- Levaia Location within Greece
- Coordinates: 40°38′48″N 21°42′09″E﻿ / ﻿40.64667°N 21.70250°E
- Country: Greece
- Administrative region: West Macedonia
- Regional unit: Florina
- Municipality: Amyntaio
- Municipal unit: Filotas
- Elevation: 630 m (2,070 ft)

Population (2021)
- • Community: 660
- Time zone: UTC+2 (EET)
- • Summer (DST): UTC+3 (EEST)
- Vehicle registration: PA

= Levaia =

Levaia (Λεβαία, before 1926: Έλλεβη – Ellevi, between 1926 and 1988: Λακκιά – Lakkia) is a village in the region of Florina, northern Greece. It belonged to the municipality of Filotas but after the application of the Kallikratis Plan in 2011 it got incorporated in the municipality of Amyntaio. According to the 2021 Greek census, the village had 660 inhabitants.

== Demographics ==
In statistics gathered by Vasil Kanchov in 1900, Elevi was populated by 700 Muslim Turks.

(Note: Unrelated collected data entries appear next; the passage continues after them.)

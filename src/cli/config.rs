//! originbind configuration file handling
//!
//! Provides default configuration generation and loading. Configuration files
//! are TOML and live in the data directory next to the state files.

use originbind::gatekeeper::access_history::DEFAULT_MAX_ENTRIES;
use originbind::gatekeeper::gate::{DEFAULT_MAX_ORIGINS, DEFAULT_REJECTION_MESSAGE};
use originbind::gatekeeper::GatePolicy;
use originbind::geo::DEFAULT_API_URL;
use serde::{Deserialize, Serialize};
use std::fs;
use std::path::{Path, PathBuf};
use std::time::Duration;

/// Default log level
const DEFAULT_LOG_LEVEL: &str = "info";

/// Default config file name inside the data directory
pub const CONFIG_FILE: &str = "config.toml";

/// originbind configuration
#[derive(Debug, Clone, Serialize, Deserialize)]
pub struct OriginBindConfig {
    /// Where state files live
    #[serde(default)]
    pub storage: StorageConfig,

    /// Gate policy
    #[serde(default)]
    pub policy: PolicyConfig,

    /// Country-code enrichment
    #[serde(default)]
    pub geo: GeoConfig,

    /// Per-identity access history
    #[serde(default)]
    pub access_history: AccessHistoryConfig,

    /// Logging configuration
    #[serde(default)]
    pub logging: LoggingConfig,
}

#[derive(Debug, Clone, Serialize, Deserialize)]
pub struct StorageConfig {
    /// Directory holding player-origins.toml, failed-logins.toml and
    /// access-history.toml
    #[serde(default = "default_data_dir")]
    pub data_dir: PathBuf,
}

#[derive(Debug, Clone, Serialize, Deserialize)]
pub struct PolicyConfig {
    #[serde(default = "default_max_origins")]
    pub max_origins_per_identity: usize,

    /// Log a warning line for every denied attempt
    #[serde(default = "default_true")]
    pub log_denials: bool,

    /// Shown to denied players; supports {origin}, {count} and {max}
    #[serde(default = "default_rejection_message")]
    pub rejection_message: String,
}

#[derive(Debug, Clone, Serialize, Deserialize)]
pub struct GeoConfig {
    #[serde(default = "default_true")]
    pub enabled: bool,

    #[serde(default = "default_cache_ttl_minutes")]
    pub cache_ttl_minutes: u64,

    #[serde(default = "default_api_url")]
    pub api_url: String,

    #[serde(default = "default_timeout_secs")]
    pub timeout_secs: u64,
}

#[derive(Debug, Clone, Serialize, Deserialize)]
pub struct AccessHistoryConfig {
    #[serde(default = "default_true")]
    pub enabled: bool,

    #[serde(default = "default_max_entries")]
    pub max_entries: usize,
}

/// Logging configuration
#[derive(Debug, Clone, Serialize, Deserialize)]
pub struct LoggingConfig {
    /// Log level (trace, debug, info, warn, error)
    #[serde(default = "default_log_level")]
    pub level: String,

    /// Log file path (optional, logs to stderr if not specified)
    pub file: Option<PathBuf>,
}

fn default_data_dir() -> PathBuf {
    dirs::data_dir()
        .unwrap_or_else(|| PathBuf::from("."))
        .join("originbind")
}

fn default_max_origins() -> usize {
    DEFAULT_MAX_ORIGINS
}

fn default_true() -> bool {
    true
}

fn default_rejection_message() -> String {
    DEFAULT_REJECTION_MESSAGE.to_string()
}

fn default_cache_ttl_minutes() -> u64 {
    60
}

fn default_api_url() -> String {
    DEFAULT_API_URL.to_string()
}

fn default_timeout_secs() -> u64 {
    5
}

fn default_max_entries() -> usize {
    DEFAULT_MAX_ENTRIES
}

fn default_log_level() -> String {
    DEFAULT_LOG_LEVEL.to_string()
}

impl Default for StorageConfig {
    fn default() -> Self {
        Self {
            data_dir: default_data_dir(),
        }
    }
}

impl Default for PolicyConfig {
    fn default() -> Self {
        Self {
            max_origins_per_identity: default_max_origins(),
            log_denials: true,
            rejection_message: default_rejection_message(),
        }
    }
}

impl Default for GeoConfig {
    fn default() -> Self {
        Self {
            enabled: true,
            cache_ttl_minutes: default_cache_ttl_minutes(),
            api_url: default_api_url(),
            timeout_secs: default_timeout_secs(),
        }
    }
}

impl Default for AccessHistoryConfig {
    fn default() -> Self {
        Self {
            enabled: true,
            max_entries: default_max_entries(),
        }
    }
}

impl Default for LoggingConfig {
    fn default() -> Self {
        Self {
            level: DEFAULT_LOG_LEVEL.to_string(),
            file: None,
        }
    }
}

impl GeoConfig {
    pub fn cache_ttl(&self) -> Duration {
        Duration::from_secs(self.cache_ttl_minutes.saturating_mul(60))
    }

    pub fn timeout(&self) -> Duration {
        Duration::from_secs(self.timeout_secs.max(1))
    }
}

impl OriginBindConfig {
    /// Create a new configuration rooted at `data_dir`
    pub fn new(data_dir: PathBuf) -> Self {
        Self {
            storage: StorageConfig { data_dir },
            policy: PolicyConfig::default(),
            geo: GeoConfig::default(),
            access_history: AccessHistoryConfig::default(),
            logging: LoggingConfig::default(),
        }
    }

    /// Load configuration from a TOML file
    pub fn load(path: &Path) -> Result<Self, Box<dyn std::error::Error>> {
        let contents = fs::read_to_string(path)
            .map_err(|e| format!("Failed to read config file '{}': {}", path.display(), e))?;

        let config: OriginBindConfig = toml::from_str(&contents)
            .map_err(|e| format!("Failed to parse config file '{}': {}", path.display(), e))?;

        Ok(config)
    }

    /// Save configuration to a TOML file
    pub fn save(&self, path: &Path) -> Result<(), Box<dyn std::error::Error>> {
        let contents = toml::to_string_pretty(self)
            .map_err(|e| format!("Failed to serialize config: {}", e))?;

        if let Some(parent) = path.parent() {
            fs::create_dir_all(parent)
                .map_err(|e| format!("Failed to create config directory: {}", e))?;
        }

        fs::write(path, contents)
            .map_err(|e| format!("Failed to write config file '{}': {}", path.display(), e))?;

        Ok(())
    }

    /// Gate policy derived from this configuration
    pub fn gate_policy(&self) -> GatePolicy {
        GatePolicy {
            max_origins: self.policy.max_origins_per_identity,
            log_denials: self.policy.log_denials,
            rejection_message: self.policy.rejection_message.clone(),
            enrich_country: self.geo.enabled,
        }
    }

    /// Generate default configuration content as a string with comments
    pub fn generate_default_toml(data_dir: &Path) -> String {
        format!(
            r#"# originbind configuration
#
# Each player identity may only log in from a small set of approved IPs.
# The first IP a player connects from is registered automatically; further
# IPs are added by an operator.

[storage]
# Directory holding player-origins.toml, failed-logins.toml, access-history.toml
data_dir = {data_dir}

[policy]
# Maximum IPs per player (enforced by `originbind add`)
max_origins_per_identity = 2

# Log a warning line for every denied connection
log_denials = true

# Message shown to denied players. Placeholders: {{origin}}, {{count}}, {{max}}
rejection_message = """
Unauthorized IP address
This IP is not registered for your account
Contact an administrator if you need help"""

[geo]
# Annotate denials and access history with country codes (ip-api.com)
enabled = true

# How long a resolved country is trusted
cache_ttl_minutes = 60

api_url = "http://ip-api.com/json/"

# Bound on a single lookup
timeout_secs = 5

[access_history]
# Keep the most recent login attempts per player
enabled = true
max_entries = 10

[logging]
# Log level: trace, debug, info, warn, error
level = "info"

# Log file path (optional, logs to stderr if not specified)
# file = "/var/log/originbind.log"
"#,
            data_dir = toml::Value::String(data_dir.display().to_string())
        )
    }

    /// Create and save a default configuration file
    pub fn create_default(
        config_path: &Path,
        data_dir: &Path,
    ) -> Result<(), Box<dyn std::error::Error>> {
        let contents = Self::generate_default_toml(data_dir);

        if let Some(parent) = config_path.parent() {
            fs::create_dir_all(parent)
                .map_err(|e| format!("Failed to create config directory: {}", e))?;
        }

        fs::write(config_path, contents).map_err(|e| {
            format!(
                "Failed to write config file '{}': {}",
                config_path.display(),
                e
            )
        })?;

        Ok(())
    }
}

/// Get the default data directory
pub fn default_data_path() -> PathBuf {
    default_data_dir()
}

/// Get the default config file path for a data directory
pub fn default_config_path(data_dir: &Path) -> PathBuf {
    data_dir.join(CONFIG_FILE)
}
//! originbind - per-player IP binding for game servers
//!
//! Each player identity may only log in from a small set of approved
//! origins (IP addresses). The first origin a new identity connects from is
//! registered automatically; later origins are added by an operator.
//!
//! - `identity`: validated identity and origin types
//! - `persistence`: durable identity → origins table
//! - `gatekeeper`: allow/deny decisions, denial trail, access history
//! - `geo`: optional country-code enrichment, never on the decision path
//! - `admin`: operator queries and mutations

pub mod admin;
pub mod gatekeeper;
pub mod geo;
pub mod identity;
pub mod persistence;
//! TTL-caching country resolver
//!
//! Wraps a `GeoLookup` with an in-memory cache keyed by origin.
//!
//! ## Rules
//!
//! - Loopback and private-range origins resolve to `LOCAL` without a call
//! - A fresh cache entry (younger than the TTL) is served as-is
//! - A miss issues exactly one external call, bounded by a timeout
//! - Successes are cached; failures are not, so a transient outage does not
//!   poison later lookups
//! - Concurrent misses for the same origin may both call out; last write wins
//!
//! The cache is never persisted. Entries use `tokio::time::Instant` so tests
//! can advance a paused clock past the TTL.

use super::traits::{GeoError, GeoLookup};
use crate::identity::{Origin, LOCAL_COUNTRY};
use std::collections::HashMap;
use std::sync::{Arc, Mutex, MutexGuard, PoisonError};
use std::time::Duration;
use tokio::task::JoinHandle;
use tokio::time::Instant;
use tracing::{debug, info, warn};

/// Default cache TTL (one hour).
pub const DEFAULT_TTL: Duration = Duration::from_secs(3600);

/// Default bound on a single external lookup.
pub const DEFAULT_LOOKUP_TIMEOUT: Duration = Duration::from_secs(5);

#[derive(Debug, Clone)]
struct CachedCountry {
    country_code: String,
    inserted_at: Instant,
}

impl CachedCountry {
    fn is_fresh(&self, ttl: Duration) -> bool {
        self.inserted_at.elapsed() <= ttl
    }
}

/// Caching front for a `GeoLookup`.
pub struct GeoResolver {
    lookup: Arc<dyn GeoLookup>,
    cache: Mutex<HashMap<String, CachedCountry>>,
    ttl: Duration,
    timeout: Duration,
}

impl GeoResolver {
    pub fn new(lookup: Arc<dyn GeoLookup>, ttl: Duration, timeout: Duration) -> Self {
        Self {
            lookup,
            cache: Mutex::new(HashMap::new()),
            ttl,
            timeout,
        }
    }

    /// Resolver with the default TTL and lookup timeout.
    pub fn with_defaults(lookup: Arc<dyn GeoLookup>) -> Self {
        Self::new(lookup, DEFAULT_TTL, DEFAULT_LOOKUP_TIMEOUT)
    }

    pub fn ttl(&self) -> Duration {
        self.ttl
    }

    /// Resolve the country code of `origin`, or `None` on any failure.
    pub async fn country_of(&self, origin: &Origin) -> Option<String> {
        if origin.is_local() {
            return Some(LOCAL_COUNTRY.to_string());
        }

        if let Some(code) = self.cached_country(origin) {
            debug!(origin = %origin, country = %code, "country served from cache");
            return Some(code);
        }

        let outcome = tokio::time::timeout(self.timeout, self.lookup.country_code(origin.as_str()))
            .await
            .unwrap_or(Err(GeoError::Timeout));

        match outcome {
            Ok(code) => {
                info!(origin = %origin, country = %code, "country detected");
                self.lock().insert(
                    origin.as_str().to_string(),
                    CachedCountry {
                        country_code: code.clone(),
                        inserted_at: Instant::now(),
                    },
                );
                Some(code)
            }
            Err(e) => {
                warn!(origin = %origin, error = %e, "geolocation lookup failed");
                None
            }
        }
    }

    /// Deferred form of `country_of`, running on the current tokio runtime.
    ///
    /// The handle may be dropped; the task still completes and fills the
    /// cache.
    pub fn spawn_country_of(self: &Arc<Self>, origin: Origin) -> JoinHandle<Option<String>> {
        let resolver = Arc::clone(self);
        tokio::spawn(async move { resolver.country_of(&origin).await })
    }

    /// Fresh cached value for `origin`, without any external call.
    ///
    /// Local origins answer `LOCAL`. Stale entries are treated as absent.
    pub fn cached_country(&self, origin: &Origin) -> Option<String> {
        if origin.is_local() {
            return Some(LOCAL_COUNTRY.to_string());
        }

        self.lock()
            .get(origin.as_str())
            .filter(|entry| entry.is_fresh(self.ttl))
            .map(|entry| entry.country_code.clone())
    }

    /// Drop every entry older than the TTL. Returns how many were removed.
    pub fn evict_expired(&self) -> usize {
        let mut cache = self.lock();
        let before = cache.len();
        cache.retain(|_, entry| entry.is_fresh(self.ttl));
        let evicted = before - cache.len();
        if evicted > 0 {
            debug!(evicted, "expired geo cache entries evicted");
        }
        evicted
    }

    /// Number of entries currently held (fresh or stale).
    pub fn cache_len(&self) -> usize {
        self.lock().len()
    }

    fn lock(&self) -> MutexGuard<'_, HashMap<String, CachedCountry>> {
        self.cache.lock().unwrap_or_else(PoisonError::into_inner)
    }
}
//! Gatekeeper module: login decisions and their evidence
//!
//! - Gate: allow/deny per login attempt, first-contact registration
//! - Audit trail: append-only record of denials
//! - Access history: bounded per-identity ring of recent attempts

pub mod access_history;
pub mod audit_trail;
pub mod gate;

pub use access_history::{AccessEntry, AccessHistory, AccessOutcome};
pub use audit_trail::{AuditLog, DenialQuery, DenialRecord};
pub use gate::{AccessGate, Decision, GatePolicy, GateState};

The 1920 Greek census recorded 986 people in the village, and 950 inhabitants (160 families) were Muslim in 1923. Following the Greek–Turkish population exchange, Greek refugee families in Elevi were from East Thrace (81), Asia Minor (102) and Pontus (52) in 1926. The 1928 Greek census recorded 1,002 village inhabitants. In 1928, the refugee families numbered 232 (973 people).